En última instancia, lo sagrado no sólo es sagrado por su valor inherente, sino por su condición de “esencial”. Tan esencial, de hecho, que aunque reconozcamos fácilmente la vivencia, definirla no es una tarea sencilla. Algunos eligen hablar lisa y llanamente de Dios. Otros prefieren rendir culto a la vida, la existencia, lo Absoluto, el Misterio, la verdad última e irreducible. Pero todos reconocemos el sentir cuando estamos en su presencia; nos provoca, ineludiblemente, asombro, y gratitud. Ante la intuición de lo divino, nos sentimos pequeños, y a la vez gigantes, porque se desvanece por un momento la sensación de soledad y aislamiento, y nos reconocemos de golpe parte de un todo iluminado por el amor. Pertenecemos.

¿Por qué nos resulta tan esquiva hoy, esa vivencia que para nuestros ancestros fue tan natural como el sabor del agua? El racionalismo que se apoderó de nuestras sociedades allá por el siglo XVII dejó poco lugar para vivencias profundas e indefinibles; todo aquello no pasible de ser apresado en fórmulas o abarcado por el intelecto fue desterrado del olimpo intelectual dominante, y relegado a los templos, las iglesias, o la vida íntima de cada cual.
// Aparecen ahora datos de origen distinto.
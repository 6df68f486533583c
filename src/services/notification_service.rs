use tracing::{info, warn};
use uuid::Uuid;

use crate::{
    error::AppError,
    models::notification::Notification,
    state::AppState,
    store::{Page, PageRequest},
};

/// Persists a notification for its user. A failed write is logged and
/// swallowed: the ledger change it describes has already been committed.
pub async fn notify(state: &AppState, notification: Notification) {
    match state.store.insert_notification(&notification).await {
        Ok(()) => info!(
            user_id = %notification.user_id,
            kind = ?notification.kind,
            "notification sent"
        ),
        Err(e) => warn!(
            user_id = %notification.user_id,
            error = %e,
            "failed to store notification"
        ),
    }
}

pub async fn list_notifications(
    state: &AppState,
    user_id: Uuid,
    unread_only: bool,
    page: PageRequest,
) -> Result<Page<Notification>, AppError> {
    state
        .store
        .list_notifications(user_id, unread_only, page)
        .await
}

pub async fn mark_read(state: &AppState, user_id: Uuid, id: Uuid) -> Result<(), AppError> {
    if state.store.mark_notification_read(user_id, id).await? {
        Ok(())
    } else {
        Err(AppError::NotificationNotFound)
    }
}
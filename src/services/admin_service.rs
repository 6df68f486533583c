use rust_decimal::{Decimal, RoundingStrategy};
use serde::{Deserialize, Serialize};
use tracing::info;
use uuid::Uuid;

use crate::{
    error::AppError,
    models::{
        notification::{Notification, NotificationKind},
        transaction::{
            EntryType, NewTransaction, Transaction, TransactionMetadata, TransactionSource,
            WithdrawalAction, WithdrawalDecision, WithdrawalStatus,
        },
        wallet::{PlatformSummary, Posting, Wallet},
    },
    services::{events::WalletEvent, notification_service::notify},
    state::AppState,
    store::{Page, PageRequest, TransactionFilter},
    utils::money::{format_inr, validate_amount},
};

const MAX_NOTE_LEN: usize = 500;

#[derive(Debug, Clone, Deserialize)]
#[serde(rename_all = "camelCase")]
pub struct ProcessWithdrawalDto {
    pub action: WithdrawalAction,
    #[serde(default)]
    pub admin_notes: Option<String>,
}

#[derive(Debug, Clone, Deserialize)]
#[serde(rename_all = "camelCase")]
pub struct AdjustmentDto {
    pub user_id: Uuid,
    #[serde(rename = "type")]
    pub entry_type: EntryType,
    pub amount: Decimal,
    pub reason: String,
    #[serde(default)]
    pub source: Option<TransactionSource>,
}

#[derive(Debug, Clone, Deserialize)]
#[serde(rename_all = "camelCase")]
pub struct LendingFeeDto {
    pub borrow_request_id: String,
    pub owner_id: Uuid,
    pub lending_fee: Decimal,
}

#[derive(Debug, Clone, Serialize)]
#[serde(rename_all = "camelCase")]
pub struct LendingFeeCapture {
    pub lending_fee: Decimal,
    pub platform_fee: Decimal,
    pub owner_earnings: Decimal,
    pub owner_wallet: Wallet,
    pub transactions: Vec<Transaction>,
}

/// Platform keeps `round2(fee * rate)`; the owner gets the rest, so the two
/// parts always add back up to the fee.
pub fn split_lending_fee(lending_fee: Decimal, commission_rate: Decimal) -> (Decimal, Decimal) {
    let platform_fee = (lending_fee * commission_rate)
        .round_dp_with_strategy(2, RoundingStrategy::MidpointAwayFromZero);
    (platform_fee, lending_fee - platform_fee)
}

pub async fn platform_summary(state: &AppState) -> Result<PlatformSummary, AppError> {
    state
        .store
        .platform_summary(state.config.platform_account_id)
        .await
}

pub async fn list_withdrawal_requests(
    state: &AppState,
    status: Option<WithdrawalStatus>,
    page: PageRequest,
) -> Result<Page<Transaction>, AppError> {
    state
        .store
        .list_transactions(&TransactionFilter::withdrawals(status), page)
        .await
}

pub async fn list_transactions(
    state: &AppState,
    filter: TransactionFilter,
    page: PageRequest,
) -> Result<Page<Transaction>, AppError> {
    state.store.list_transactions(&filter, page).await
}

pub async fn list_wallets(state: &AppState, page: PageRequest) -> Result<Page<Wallet>, AppError> {
    state.store.list_wallets(page).await
}

fn clean_notes(notes: Option<String>, action: WithdrawalAction) -> Result<String, AppError> {
    let notes = notes
        .map(|n| n.trim().to_string())
        .filter(|n| !n.is_empty())
        .unwrap_or_else(|| match action {
            WithdrawalAction::Approve => "Withdrawal approved".to_string(),
            WithdrawalAction::Reject => "Withdrawal rejected".to_string(),
        });

    if notes.chars().count() > MAX_NOTE_LEN {
        return Err(AppError::Validation(format!(
            "Admin notes must be at most {MAX_NOTE_LEN} characters"
        )));
    }
    Ok(notes)
}

pub async fn process_withdrawal(
    state: &AppState,
    admin_id: Uuid,
    request_id: Uuid,
    payload: ProcessWithdrawalDto,
) -> Result<(Transaction, Wallet), AppError> {
    let decision = WithdrawalDecision {
        action: payload.action,
        admin_id,
        notes: clean_notes(payload.admin_notes, payload.action)?,
    };

    let (request, wallet) = state.store.settle_withdrawal(request_id, &decision).await?;
    let amount = format_inr(request.amount);

    let notification = match decision.action {
        WithdrawalAction::Approve => {
            info!(%admin_id, %request_id, user_id = %request.user_id, amount = %request.amount, "withdrawal approved");
            let account = request
                .metadata
                .bank_details
                .as_ref()
                .map(|details| details.masked_account())
                .unwrap_or_default();
            Notification::new(
                request.user_id,
                NotificationKind::WithdrawalApproved,
                "Withdrawal approved",
                format!(
                    "Your withdrawal of {amount} has been approved and will be transferred to account {account}."
                ),
                Some(request.id),
            )
        }
        WithdrawalAction::Reject => {
            info!(%admin_id, %request_id, user_id = %request.user_id, amount = %request.amount, "withdrawal rejected");
            Notification::new(
                request.user_id,
                NotificationKind::WithdrawalRejected,
                "Withdrawal rejected",
                format!(
                    "Your withdrawal request of {amount} was rejected. Reason: {}",
                    decision.notes
                ),
                Some(request.id),
            )
        }
    };
    notify(state, notification).await;

    if let Some(status) = request.withdrawal_status() {
        state.events.publish(WalletEvent::WithdrawalProcessed {
            user_id: request.user_id,
            request_id: request.id,
            status,
            amount: request.amount,
        });
    }
    state.events.publish(WalletEvent::wallet_updated(&wallet));

    Ok((request, wallet))
}

pub async fn adjust_balance(
    state: &AppState,
    admin_id: Uuid,
    payload: AdjustmentDto,
) -> Result<(Wallet, Transaction), AppError> {
    let amount = validate_amount(payload.amount)?;

    let reason = payload.reason.trim().to_string();
    if reason.is_empty() {
        return Err(AppError::Validation("A reason is required for adjustments".into()));
    }
    if reason.chars().count() > MAX_NOTE_LEN {
        return Err(AppError::Validation(format!(
            "Reason must be at most {MAX_NOTE_LEN} characters"
        )));
    }

    let source = match (payload.source, payload.entry_type) {
        (Some(source), _) if source.is_adjustable() => source,
        (Some(source), _) => {
            return Err(AppError::Validation(format!(
                "Source '{}' cannot be used for manual adjustments",
                source.as_str()
            )))
        }
        (None, EntryType::Credit) => TransactionSource::Refund,
        (None, EntryType::Debit) => TransactionSource::Penalty,
    };

    let posting = match payload.entry_type {
        EntryType::Credit => Posting::Earn(amount),
        EntryType::Debit => Posting::Deduct(amount),
    };

    let entry = NewTransaction {
        user_id: payload.user_id,
        entry_type: payload.entry_type,
        amount,
        source,
        description: format!("Admin adjustment: {reason}"),
        metadata: TransactionMetadata {
            reason: Some(reason.clone()),
            adjusted_by: Some(admin_id),
            ..Default::default()
        },
    };

    let (wallet, tx) = state
        .store
        .post(vec![(entry, posting)])
        .await?
        .pop()
        .ok_or_else(|| AppError::Internal("adjustment produced no ledger entry".into()))?;

    info!(
        %admin_id,
        user_id = %payload.user_id,
        entry_type = ?payload.entry_type,
        %amount,
        "wallet adjusted"
    );

    let verb = match payload.entry_type {
        EntryType::Credit => "credited to",
        EntryType::Debit => "debited from",
    };
    notify(
        state,
        Notification::new(
            payload.user_id,
            NotificationKind::WalletAdjusted,
            "Wallet adjusted",
            format!("{} was {verb} your wallet. Reason: {reason}", format_inr(amount)),
            Some(tx.id),
        ),
    )
    .await;
    state.events.publish(WalletEvent::wallet_updated(&wallet));

    Ok((wallet, tx))
}

/// Credits the owner's share of a completed borrow and the platform's
/// commission in one atomic posting.
pub async fn capture_lending_fee(
    state: &AppState,
    payload: LendingFeeDto,
) -> Result<LendingFeeCapture, AppError> {
    let lending_fee = validate_amount(payload.lending_fee)?;
    let borrow_request_id = payload.borrow_request_id.trim().to_string();
    if borrow_request_id.is_empty() {
        return Err(AppError::Validation("Borrow request id is required".into()));
    }
    if payload.owner_id == state.config.platform_account_id {
        return Err(AppError::Validation(
            "The platform account cannot earn lending fees".into(),
        ));
    }

    let (platform_fee, owner_earnings) =
        split_lending_fee(lending_fee, state.config.commission_rate);
    if owner_earnings <= Decimal::ZERO {
        return Err(AppError::Validation(format!(
            "Lending fee of {} leaves nothing for the owner after the {}% platform commission",
            format_inr(lending_fee),
            (state.config.commission_rate * Decimal::ONE_HUNDRED).normalize()
        )));
    }

    let metadata = TransactionMetadata {
        borrow_request_id: Some(borrow_request_id.clone()),
        lending_fee: Some(lending_fee),
        platform_fee: Some(platform_fee),
        ..Default::default()
    };

    let mut entries = vec![(
        NewTransaction {
            user_id: payload.owner_id,
            entry_type: EntryType::Credit,
            amount: owner_earnings,
            source: TransactionSource::LendingFee,
            description: format!("Lending fee for borrow request {borrow_request_id}"),
            metadata: metadata.clone(),
        },
        Posting::Earn(owner_earnings),
    )];
    if platform_fee > Decimal::ZERO {
        entries.push((
            NewTransaction {
                user_id: state.config.platform_account_id,
                entry_type: EntryType::Credit,
                amount: platform_fee,
                source: TransactionSource::PlatformCommission,
                description: format!("Platform commission for borrow request {borrow_request_id}"),
                metadata,
            },
            Posting::Earn(platform_fee),
        ));
    }

    let mut written = state.store.post(entries).await?.into_iter();
    let (owner_wallet, owner_tx) = written
        .next()
        .ok_or_else(|| AppError::Internal("lending fee produced no ledger entry".into()))?;
    let mut transactions = vec![owner_tx];
    transactions.extend(written.map(|(_, tx)| tx));

    info!(
        owner_id = %payload.owner_id,
        borrow_request_id = %borrow_request_id,
        %lending_fee,
        %platform_fee,
        %owner_earnings,
        "lending fee captured"
    );

    notify(
        state,
        Notification::new(
            payload.owner_id,
            NotificationKind::EarningsCredited,
            "Earnings credited",
            format!(
                "{} from a completed lending has been added to your wallet.",
                format_inr(owner_earnings)
            ),
            Some(transactions[0].id),
        ),
    )
    .await;
    state
        .events
        .publish(WalletEvent::wallet_updated(&owner_wallet));

    Ok(LendingFeeCapture {
        lending_fee,
        platform_fee,
        owner_earnings,
        owner_wallet,
        transactions,
    })
}
//! Persistence for wallets, the transaction log and notifications.
//!
//! Every method that mutates a wallet is atomic: the wallet is locked, the
//! posting is applied with [`Wallet::apply`], and the ledger row is written
//! before the lock is released. Both backends share that rule so the ledger
//! arithmetic lives in exactly one place.

pub mod memory;
pub mod postgres;

use async_trait::async_trait;
use rust_decimal::Decimal;
use serde::Serialize;
use uuid::Uuid;

use crate::error::AppError;
use crate::models::{
    notification::Notification,
    transaction::{
        NewTransaction, Transaction, TransactionSource, WithdrawalDecision, WithdrawalStatus,
    },
    wallet::{PlatformSummary, Posting, Wallet},
};

pub use memory::MemoryStore;
pub use postgres::PgStore;

#[derive(Debug, Clone, Copy, PartialEq, Eq)]
pub struct PageRequest {
    pub limit: i64,
    pub offset: i64,
}

impl PageRequest {
    pub const DEFAULT_LIMIT: i64 = 20;
    pub const MAX_LIMIT: i64 = 100;

    pub fn new(limit: Option<i64>, offset: Option<i64>) -> Self {
        Self {
            limit: limit
                .unwrap_or(Self::DEFAULT_LIMIT)
                .clamp(1, Self::MAX_LIMIT),
            offset: offset.unwrap_or(0).max(0),
        }
    }
}

impl Default for PageRequest {
    fn default() -> Self {
        Self::new(None, None)
    }
}

#[derive(Debug, Clone, Serialize)]
#[serde(rename_all = "camelCase")]
pub struct Page<T> {
    pub items: Vec<T>,
    pub total: i64,
    pub limit: i64,
    pub offset: i64,
}

#[derive(Debug, Clone, Default)]
pub struct TransactionFilter {
    pub user_id: Option<Uuid>,
    pub source: Option<TransactionSource>,
    pub status: Option<WithdrawalStatus>,
}

impl TransactionFilter {
    pub fn for_user(user_id: Uuid) -> Self {
        Self {
            user_id: Some(user_id),
            ..Default::default()
        }
    }

    pub fn withdrawals(status: Option<WithdrawalStatus>) -> Self {
        Self {
            source: Some(TransactionSource::Withdrawal),
            status,
            ..Default::default()
        }
    }

    pub fn matches(&self, tx: &Transaction) -> bool {
        self.user_id.map_or(true, |id| tx.user_id == id)
            && self.source.map_or(true, |source| tx.source == source)
            && self
                .status
                .map_or(true, |status| tx.withdrawal_status() == Some(status))
    }
}

/// Result of submitting a withdrawal request.
#[derive(Debug, Clone)]
pub enum WithdrawalSubmission {
    Created(Transaction),
    /// A request with the same idempotency key already exists.
    Existing(Transaction),
}

#[async_trait]
pub trait WalletStore: Send + Sync {
    async fn ping(&self) -> Result<(), AppError>;

    async fn get_or_create_wallet(&self, user_id: Uuid) -> Result<Wallet, AppError>;

    async fn list_wallets(&self, page: PageRequest) -> Result<Page<Wallet>, AppError>;

    /// Newest first.
    async fn list_transactions(
        &self,
        filter: &TransactionFilter,
        page: PageRequest,
    ) -> Result<Page<Transaction>, AppError>;

    /// Sum of the user's withdrawal requests still in `pending`.
    async fn reserved_for_withdrawal(&self, user_id: Uuid) -> Result<Decimal, AppError>;

    /// Applies every posting to its wallet and writes the ledger rows, all or
    /// nothing. Returns the updated wallet and written entry for each input,
    /// in order.
    async fn post(
        &self,
        entries: Vec<(NewTransaction, Posting)>,
    ) -> Result<Vec<(Wallet, Transaction)>, AppError>;

    /// Records a pending withdrawal request after checking, under the wallet
    /// lock, that the amount fits in pending earnings minus what other pending
    /// requests already reserve.
    async fn submit_withdrawal(
        &self,
        request: NewTransaction,
    ) -> Result<WithdrawalSubmission, AppError>;

    async fn settle_withdrawal(
        &self,
        request_id: Uuid,
        decision: &WithdrawalDecision,
    ) -> Result<(Transaction, Wallet), AppError>;

    async fn platform_summary(&self, platform_account: Uuid) -> Result<PlatformSummary, AppError>;

    async fn insert_notification(&self, notification: &Notification) -> Result<(), AppError>;

    async fn list_notifications(
        &self,
        user_id: Uuid,
        unread_only: bool,
        page: PageRequest,
    ) -> Result<Page<Notification>, AppError>;

    /// Returns `false` when no such notification belongs to the user.
    async fn mark_notification_read(&self, user_id: Uuid, id: Uuid) -> Result<bool, AppError>;
}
El mundo natural, que hasta entonces brillaba con luz propia, devino en una serie de engranajes inanimados, y el hombre en el capataz de fábrica. El universo se había desalmado; lo sagrado languidecía en nuestros corazones.

Pero hay realidades que no admiten ser archivadas, y cuanto más se las condena al destierro, más pujan por reclamar nuestra atención. La psicología profunda del suizo Carl Gustav Jung se abocó, en gran medida, a rescatar del olvido el espacio de lo sagrado, restaurando la noción de “alma” y buceando en el pasado mítico del ser humano. En Recuerdos, sueños, pensamientos, su autobiografía, el psiquiatra consigna: “Desafortunadamente, hoy se le da poco espacio al costado mítico del hombre. Ya no puede crear fábulas. Como resultado, hay mucho que se le escapa, ya que es importante y saludable poder hablar también de cosas incomprensibles.” Y unas páginas más adelante, dice también: “la razón sobrevaluada tiene esto en común con el absolutismo político: bajo su dominio, el individuo se ve pauperizado.”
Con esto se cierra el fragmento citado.